Problem statement
Reproduce the records below exactly as they are written.

Data shown

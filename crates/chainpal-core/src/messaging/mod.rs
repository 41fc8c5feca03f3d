//! Messenger-facing abstractions (Telegram is the only implementation).

pub mod port;
pub mod types;
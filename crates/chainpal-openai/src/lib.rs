//! OpenAI-compatible chat completion adapter, plus the price lookup used by
//! its `get_crypto_price` tool.

pub mod assistant;
pub mod client;
pub mod price;

pub use assistant::ChatCompletionAssistant;
pub use client::OpenAiClient;
pub use price::CoinGeckoClient;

Solution for this task
filename crates/chainpal-core/src/messaging/mod.rs
repository 41fc8c5feca03f3d
//! Messenger-facing abstractions (Telegram is the only implementation).

pub mod port;
pub mod types;
filename crates/chainpal-openai/src/lib.rs
//! OpenAI-compatible chat completion adapter, plus the price lookup used by
//! its `get_crypto_price` tool.

pub mod assistant;
pub mod client;
pub mod price;

pub use assistant::ChatCompletionAssistant;
pub use client::OpenAiClient;
pub use price::CoinGeckoClient;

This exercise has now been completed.